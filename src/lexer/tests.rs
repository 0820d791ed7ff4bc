use pretty_assertions::assert_eq;

use super::token::{Keyword, Literal, TokenKind};
use super::{tokenize, tokenize_with_limit};

fn kinds(source: &str) -> Vec<TokenKind> {
    tokenize(source).0.into_iter().map(|t| t.kind).collect()
}

fn lexemes(source: &str) -> Vec<String> {
    tokenize(source).0.into_iter().map(|t| t.lexeme).collect()
}

#[test]
fn wrapped_number_is_one_token() {
    let (tokens, errors) = tokenize("(42) (3.5)");

    assert!(errors.is_empty());
    assert_eq!(tokens.len(), 3);
    assert_eq!(tokens[0].kind, TokenKind::Number);
    assert_eq!(tokens[0].literal, Some(Literal::Number(42.0)));
    assert_eq!(tokens[1].literal, Some(Literal::Number(3.5)));
}

#[test]
fn paren_without_number_is_grouping() {
    assert_eq!(lexemes("(@x)"), vec!["(", "@x", ")", ""]);
    assert_eq!(lexemes("(1 + 2)"), vec!["(", "1", "+", "2", ")", ""]);
    // A dangling decimal point is not a wrapped number.
    assert_eq!(lexemes("(5.)"), vec!["(", "5", ".", ")", ""]);
}

#[test]
fn division_family() {
    assert_eq!(
        lexemes("$ $$ $= $$= ** **= %="),
        vec!["$", "$$", "$=", "$$=", "**", "**=", "%=", ""]
    );
}

#[test]
fn equality_family() {
    assert_eq!(lexemes("= == === != !"), vec!["=", "==", "===", "!=", "!", ""]);
    assert_eq!(lexemes("<< <= < >> >= >"), vec!["<<", "<=", "<", ">>", ">=", ">", ""]);
}

#[test]
fn multi_word_operators() {
    assert_eq!(lexemes("@a not in @b"), vec!["@a", "not in", "@b", ""]);
    assert_eq!(lexemes("@a is not int"), vec!["@a", "is not", "int", ""]);
}

#[test]
fn partial_multi_word_match_consumes_nothing() {
    // `inside` is not `in`, so `not` stands alone and `inside` is a word.
    assert_eq!(lexemes("not inside"), vec!["not", "inside", ""]);
    assert_eq!(lexemes("is nothing"), vec!["is", "nothing", ""]);
}

#[test]
fn execute_subcommands() {
    assert_eq!(
        kinds("/execute if /execute while /execute for /execute elif /execute else"),
        vec![
            TokenKind::Keyword(Keyword::ExecuteIf),
            TokenKind::Keyword(Keyword::ExecuteWhile),
            TokenKind::Keyword(Keyword::ExecuteFor),
            TokenKind::Keyword(Keyword::ExecuteElif),
            TokenKind::Keyword(Keyword::ExecuteElse),
            TokenKind::Eof,
        ]
    );
}

#[test]
fn execute_with_partial_subcommand_stays_single() {
    let (tokens, _) = tokenize("/execute iffy");
    assert_eq!(tokens[0].kind, TokenKind::Keyword(Keyword::Execute));
    assert_eq!(tokens[1].kind, TokenKind::Word);
    assert_eq!(tokens[1].lexeme, "iffy");
}

#[test]
fn say_captures_rest_of_line() {
    let (tokens, _) = tokenize("/say   hello    {@name}   there\n/kill");

    assert_eq!(tokens[0].kind, TokenKind::Keyword(Keyword::Say));
    assert_eq!(tokens[1].kind, TokenKind::String);
    assert_eq!(tokens[1].lexeme, "hello {@name} there");
    assert_eq!(tokens[2].kind, TokenKind::Keyword(Keyword::Kill));
    assert_eq!(tokens[2].line, 2);
}

#[test]
fn say_capture_stops_at_closing_brace() {
    assert_eq!(
        lexemes("run { /say big } else { /say small }"),
        vec!["run", "{", "/say", "big", "}", "else", "{", "/say", "small", "}", ""]
    );
}

#[test]
fn say_with_quoted_message_uses_string_scanner() {
    let (tokens, _) = tokenize("/say \"a  b\"");
    assert_eq!(tokens[1].kind, TokenKind::String);
    assert_eq!(tokens[1].lexeme, "a  b");
}

#[test]
fn whisper_comments_vanish() {
    assert_eq!(
        kinds("/whisper note to self\n/whisper \"spans\ntwo lines\"\n/kill"),
        vec![TokenKind::Keyword(Keyword::Kill), TokenKind::Eof]
    );
    let (tokens, _) = tokenize("/whisper \"a\nb\"\n/kill");
    assert_eq!(tokens[0].line, 3);
}

#[test]
fn multi_line_string_counts_lines() {
    let (tokens, _) = tokenize("\"one\ntwo\" @x");
    assert_eq!(tokens[0].lexeme, "one\ntwo");
    assert_eq!(tokens[1].line, 2);
}

#[test]
fn identifier_needs_letter_after_sigil() {
    let (tokens, errors) = tokenize("@1 @ok");

    assert_eq!(errors.len(), 1);
    assert_eq!(errors[0].message, "Expected a letter after '@'.");
    assert!(tokens.iter().any(|t| t.lexeme == "@ok"));
}

#[test]
fn overlong_identifier_reported_and_scanning_continues() {
    let long = format!("@{}", "a".repeat(50));
    let (tokens, errors) = tokenize(&format!("{} @fine", long));

    assert_eq!(errors.len(), 1);
    assert_eq!(errors[0].line, 1);
    assert!(tokens.iter().any(|t| t.lexeme == "@fine"));

    let (_, errors) = tokenize_with_limit("@abcd", 4);
    assert_eq!(errors.len(), 1);
}

#[test]
fn unknown_characters_do_not_stop_scanning() {
    let (tokens, errors) = tokenize("# @x\n\"open");

    assert_eq!(errors.len(), 2);
    assert_eq!(errors[0].message, "Unexpected character '#'.");
    assert_eq!(errors[1].message, "Unterminated string.");
    assert_eq!(errors[1].line, 2);
    assert_eq!(tokens[0].lexeme, "@x");
}

#[test]
fn unknown_command_is_reported() {
    let (_, errors) = tokenize("/teleport @x");
    assert_eq!(errors[0].message, "Unknown command '/teleport'.");
}

#[test]
fn literal_words() {
    assert_eq!(
        kinds("true false nil null range run"),
        vec![
            TokenKind::True,
            TokenKind::False,
            TokenKind::Nil,
            TokenKind::Nil,
            TokenKind::Keyword(Keyword::Range),
            TokenKind::Keyword(Keyword::Run),
            TokenKind::Eof,
        ]
    );
}

#[test]
fn colon_is_text() {
    let (tokens, _) = tokenize(":");
    assert_eq!(tokens[0].kind, TokenKind::String);
}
※ ※ ※
Task:
Quote the material exactly, leaving nothing out.

Answer for this exercise:
filename src/lexer/tests.rs
repository 0820d791ed7ff4bc
use pretty_assertions::assert_eq;

use super::token::{Keyword, Literal, TokenKind};
use super::{tokenize, tokenize_with_limit};

fn kinds(source: &str) -> Vec<TokenKind> {
    tokenize(source).0.into_iter().map(|t| t.kind).collect()
}

fn lexemes(source: &str) -> Vec<String> {
    tokenize(source).0.into_iter().map(|t| t.lexeme).collect()
}

#[test]
fn wrapped_number_is_one_token() {
    let (tokens, errors) = tokenize("(42) (3.5)");

    assert!(errors.is_empty());
    assert_eq!(tokens.len(), 3);
    assert_eq!(tokens[0].kind, TokenKind::Number);
    assert_eq!(tokens[0].literal, Some(Literal::Number(42.0)));
    assert_eq!(tokens[1].literal, Some(Literal::Number(3.5)));
}

#[test]
fn paren_without_number_is_grouping() {
    assert_eq!(lexemes("(@x)"), vec!["(", "@x", ")", ""]);
    assert_eq!(lexemes("(1 + 2)"), vec!["(", "1", "+", "2", ")", ""]);
    // A dangling decimal point is not a wrapped number.
    assert_eq!(lexemes("(5.)"), vec!["(", "5", ".", ")", ""]);
}

#[test]
fn division_family() {
    assert_eq!(
        lexemes("$ $$ $= $$= ** **= %="),
        vec!["$", "$$", "$=", "$$=", "**", "**=", "%=", ""]
    );
}

#[test]
fn equality_family() {
    assert_eq!(lexemes("= == === != !"), vec!["=", "==", "===", "!=", "!", ""]);
    assert_eq!(lexemes("<< <= < >> >= >"), vec!["<<", "<=", "<", ">>", ">=", ">", ""]);
}

#[test]
fn multi_word_operators() {
    assert_eq!(lexemes("@a not in @b"), vec!["@a", "not in", "@b", ""]);
    assert_eq!(lexemes("@a is not int"), vec!["@a", "is not", "int", ""]);
}

#[test]
fn partial_multi_word_match_consumes_nothing() {
    // `inside` is not `in`, so `not` stands alone and `inside` is a word.
    assert_eq!(lexemes("not inside"), vec!["not", "inside", ""]);
    assert_eq!(lexemes("is nothing"), vec!["is", "nothing", ""]);
}

#[test]
fn execute_subcommands() {
    assert_eq!(
        kinds("/execute if /execute while /execute for /execute elif /execute else"),
        vec![
            TokenKind::Keyword(Keyword::ExecuteIf),
            TokenKind::Keyword(Keyword::ExecuteWhile),
            TokenKind::Keyword(Keyword::ExecuteFor),
            TokenKind::Keyword(Keyword::ExecuteElif),
            TokenKind::Keyword(Keyword::ExecuteElse),
            TokenKind::Eof,
        ]
    );
}

#[test]
fn execute_with_partial_subcommand_stays_single() {
    let (tokens, _) = tokenize("/execute iffy");
    assert_eq!(tokens[0].kind, TokenKind::Keyword(Keyword::Execute));
    assert_eq!(tokens[1].kind, TokenKind::Word);
    assert_eq!(tokens[1].lexeme, "iffy");
}

#[test]
fn say_captures_rest_of_line() {
    let (tokens, _) = tokenize("/say   hello    {@name}   there\n/kill");

    assert_eq!(tokens[0].kind, TokenKind::Keyword(Keyword::Say));
    assert_eq!(tokens[1].kind, TokenKind::String);
    assert_eq!(tokens[1].lexeme, "hello {@name} there");
    assert_eq!(tokens[2].kind, TokenKind::Keyword(Keyword::Kill));
    assert_eq!(tokens[2].line, 2);
}

#[test]
fn say_capture_stops_at_closing_brace() {
    assert_eq!(
        lexemes("run { /say big } else { /say small }"),
        vec!["run", "{", "/say", "big", "}", "else", "{", "/say", "small", "}", ""]
    );
}

#[test]
fn say_with_quoted_message_uses_string_scanner() {
    let (tokens, _) = tokenize("/say \"a  b\"");
    assert_eq!(tokens[1].kind, TokenKind::String);
    assert_eq!(tokens[1].lexeme, "a  b");
}

#[test]
fn whisper_comments_vanish() {
    assert_eq!(
        kinds("/whisper note to self\n/whisper \"spans\ntwo lines\"\n/kill"),
        vec![TokenKind::Keyword(Keyword::Kill), TokenKind::Eof]
    );
    let (tokens, _) = tokenize("/whisper \"a\nb\"\n/kill");
    assert_eq!(tokens[0].line, 3);
}

#[test]
fn multi_line_string_counts_lines() {
    let (tokens, _) = tokenize("\"one\ntwo\" @x");
    assert_eq!(tokens[0].lexeme, "one\ntwo");
    assert_eq!(tokens[1].line, 2);
}

#[test]
fn identifier_needs_letter_after_sigil() {
    let (tokens, errors) = tokenize("@1 @ok");

    assert_eq!(errors.len(), 1);
    assert_eq!(errors[0].message, "Expected a letter after '@'.");
    assert!(tokens.iter().any(|t| t.lexeme == "@ok"));
}

#[test]
fn overlong_identifier_reported_and_scanning_continues() {
    let long = format!("@{}", "a".repeat(50));
    let (tokens, errors) = tokenize(&format!("{} @fine", long));

    assert_eq!(errors.len(), 1);
    assert_eq!(errors[0].line, 1);
    assert!(tokens.iter().any(|t| t.lexeme == "@fine"));

    let (_, errors) = tokenize_with_limit("@abcd", 4);
    assert_eq!(errors.len(), 1);
}

#[test]
fn unknown_characters_do_not_stop_scanning() {
    let (tokens, errors) = tokenize("# @x\n\"open");

    assert_eq!(errors.len(), 2);
    assert_eq!(errors[0].message, "Unexpected character '#'.");
    assert_eq!(errors[1].message, "Unterminated string.");
    assert_eq!(errors[1].line, 2);
    assert_eq!(tokens[0].lexeme, "@x");
}

#[test]
fn unknown_command_is_reported() {
    let (_, errors) = tokenize("/teleport @x");
    assert_eq!(errors[0].message, "Unknown command '/teleport'.");
}

#[test]
fn literal_words() {
    assert_eq!(
        kinds("true false nil null range run"),
        vec![
            TokenKind::True,
            TokenKind::False,
            TokenKind::Nil,
            TokenKind::Nil,
            TokenKind::Keyword(Keyword::Range),
            TokenKind::Keyword(Keyword::Run),
            TokenKind::Eof,
        ]
    );
}

#[test]
fn colon_is_text() {
    let (tokens, _) = tokenize(":");
    assert_eq!(tokens[0].kind, TokenKind::String);
}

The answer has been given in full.